use crate::{
    foundation::core::ElementId,
    scroll::controller::ScrollController,
    scroll::layout::LayoutProbe,
};

/// Where a navigation target was resolved from.
#[derive(Clone, Copy, Debug, PartialEq, Eq, serde::Serialize)]
#[serde(rename_all = "snake_case")]
pub enum TargetSource {
    /// A pinned binding's region.
    Pinned,
    /// A threshold binding's region.
    Region,
    /// The element's measured document top.
    Measured,
}

/// Resolved scroll offset for a section.
#[derive(Clone, Debug, PartialEq, serde::Serialize)]
pub struct ScrollTarget {
    /// Requested element.
    pub section: ElementId,
    /// Scroll offset to land on, in document pixels.
    pub offset_px: f64,
    /// How the offset was derived.
    pub source: TargetSource,
}

/// Maps section ids to landing scroll offsets.
pub struct NavigationResolver;

impl NavigationResolver {
    /// Resolve the scroll offset for `id`.
    ///
    /// Layout is refreshed first. A registered region lands at its reveal fraction; without one
    /// the element's measured top is used. Returns `None` only when the element is not mounted.
    #[tracing::instrument(skip(controller, probe), fields(section = %id))]
    pub fn resolve<P: LayoutProbe>(
        controller: &mut ScrollController,
        probe: &mut P,
        id: &ElementId,
    ) -> Option<ScrollTarget> {
        controller.refresh(probe);

        if let Some((binding, region)) = controller.find_region(id) {
            let fraction = binding.reveal_fraction();
            let source = if binding.is_pinned() {
                TargetSource::Pinned
            } else {
                TargetSource::Region
            };
            let offset_px = region.offset_at(fraction);
            tracing::debug!(offset_px, fraction, ?source, "navigation resolved");
            return Some(ScrollTarget {
                section: id.clone(),
                offset_px,
                source,
            });
        }

        let Some(top) = probe.element_top(id) else {
            tracing::warn!("navigation target not mounted");
            return None;
        };
        tracing::debug!(offset_px = top, "navigation fell back to measured top");
        Some(ScrollTarget {
            section: id.clone(),
            offset_px: top,
            source: TargetSource::Measured,
        })
    }
}

#[cfg(test)]
#[path = "../../tests/unit/navigation/resolver.rs"]
mod tests;
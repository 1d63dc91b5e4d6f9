use std::collections::BTreeMap;

use crate::{
    foundation::core::{ElementId, Viewport},
    foundation::error::{ReelError, ReelResult},
};

/// Layout measurements consumed from the rendering collaborator.
///
/// Positions are document pixels for the current layout, i.e. the element's bounding top plus
/// the current scroll offset.
pub trait LayoutProbe {
    /// Current viewport size.
    fn viewport(&self) -> Viewport;

    /// Document top of `id`, or `None` when the element is not mounted.
    fn element_top(&self, id: &ElementId) -> Option<f64>;

    /// Maximum scroll offset of the document.
    ///
    /// May be negative or non-finite when the document is shorter than the viewport; callers
    /// treat that as nothing to scroll.
    fn max_scroll(&self) -> f64;

    /// Replace the set of pin spacers (extra height inserted below each pinned element).
    fn set_pin_spacers(&mut self, spacers: &[(ElementId, f64)]);

    /// Return `true` when `id` is mounted.
    fn contains(&self, id: &ElementId) -> bool {
        self.element_top(id).is_some()
    }
}

#[derive(Clone, Debug)]
struct SectionBox {
    id: ElementId,
    height_vh: f64,
}

/// Vertical stack of full-width sections, used when no real document is available.
///
/// Section heights and element offsets are given in viewport heights so a resize reflows the
/// whole page the way `vh`-sized sections do.
#[derive(Clone, Debug)]
pub struct StackedLayout {
    viewport: Viewport,
    sections: Vec<SectionBox>,
    elements: BTreeMap<ElementId, (ElementId, f64)>,
    spacers: BTreeMap<ElementId, f64>,
}

impl StackedLayout {
    /// Empty document for `viewport`.
    pub fn new(viewport: Viewport) -> Self {
        Self {
            viewport,
            sections: Vec::new(),
            elements: BTreeMap::new(),
            spacers: BTreeMap::new(),
        }
    }

    /// Append a section of `height_vh` viewport heights.
    pub fn section(mut self, id: impl Into<ElementId>, height_vh: f64) -> ReelResult<Self> {
        let id = id.into();
        if !(height_vh >= 0.0 && height_vh.is_finite()) {
            return Err(ReelError::layout(format!(
                "section '{id}' needs a finite height >= 0 (got {height_vh})"
            )));
        }
        if self.sections.iter().any(|s| s.id == id) {
            return Err(ReelError::layout(format!("duplicate section '{id}'")));
        }
        self.sections.push(SectionBox { id, height_vh });
        Ok(self)
    }

    /// Place `id` inside `section`, `offset_vh` viewport heights below the section top.
    pub fn element(
        mut self,
        id: impl Into<ElementId>,
        section: impl Into<ElementId>,
        offset_vh: f64,
    ) -> ReelResult<Self> {
        let id = id.into();
        let section = section.into();
        if !self.sections.iter().any(|s| s.id == section) {
            return Err(ReelError::layout(format!(
                "element '{id}' placed in unknown section '{section}'"
            )));
        }
        self.elements.insert(id, (section, offset_vh));
        Ok(self)
    }

    /// Place several elements at the same offset.
    pub fn elements<I, E>(
        mut self,
        ids: I,
        section: impl Into<ElementId>,
        offset_vh: f64,
    ) -> ReelResult<Self>
    where
        I: IntoIterator<Item = E>,
        E: Into<ElementId>,
    {
        let section = section.into();
        for id in ids {
            self = self.element(id, section.clone(), offset_vh)?;
        }
        Ok(self)
    }

    /// Resize the viewport; everything sized in viewport heights reflows.
    pub fn set_viewport(&mut self, viewport: Viewport) {
        self.viewport = viewport;
    }

    /// Remove a section and every element placed in it (simulates unmounting).
    pub fn remove_section(&mut self, id: &ElementId) -> bool {
        let before = self.sections.len();
        self.sections.retain(|s| &s.id != id);
        self.elements.retain(|_, (section, _)| section != id);
        self.spacers.remove(id);
        before != self.sections.len()
    }

    /// Total document height including pin spacers.
    pub fn document_height(&self) -> f64 {
        self.sections
            .iter()
            .map(|s| self.section_extent(s))
            .sum()
    }

    fn section_extent(&self, s: &SectionBox) -> f64 {
        s.height_vh * self.viewport.height + self.spacers.get(&s.id).copied().unwrap_or(0.0)
    }

    fn section_top(&self, id: &ElementId) -> Option<f64> {
        let mut top = 0.0;
        for s in &self.sections {
            if &s.id == id {
                return Some(top);
            }
            top += self.section_extent(s);
        }
        None
    }
}

impl LayoutProbe for StackedLayout {
    fn viewport(&self) -> Viewport {
        self.viewport
    }

    fn element_top(&self, id: &ElementId) -> Option<f64> {
        if let Some(top) = self.section_top(id) {
            return Some(top);
        }
        let (section, offset_vh) = self.elements.get(id)?;
        self.section_top(section)
            .map(|top| top + offset_vh * self.viewport.height)
    }

    fn max_scroll(&self) -> f64 {
        (self.document_height() - self.viewport.height).max(0.0)
    }

    fn set_pin_spacers(&mut self, spacers: &[(ElementId, f64)]) {
        self.spacers = spacers
            .iter()
            .filter(|(_, px)| *px > 0.0)
            .cloned()
            .collect();
    }
}

#[cfg(test)]
#[path = "../../tests/unit/scroll/layout.rs"]
mod tests;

━━━━━━

_YOUR TASK_
Only the lines from the start of the listing through the line with "in document pixels." should be repeated, each exactly as it stands.

_EXPECTED ANSWER_
use crate::{
    foundation::core::ElementId,
    scroll::controller::ScrollController,
    scroll::layout::LayoutProbe,
};

/// Where a navigation target was resolved from.
#[derive(Clone, Copy, Debug, PartialEq, Eq, serde::Serialize)]
#[serde(rename_all = "snake_case")]
pub enum TargetSource {
    /// A pinned binding's region.
    Pinned,
    /// A threshold binding's region.
    Region,
    /// The element's measured document top.
    Measured,
}

/// Resolved scroll offset for a section.
#[derive(Clone, Debug, PartialEq, serde::Serialize)]
pub struct ScrollTarget {
    /// Requested element.
    pub section: ElementId,
    /// Scroll offset to land on, in document pixels.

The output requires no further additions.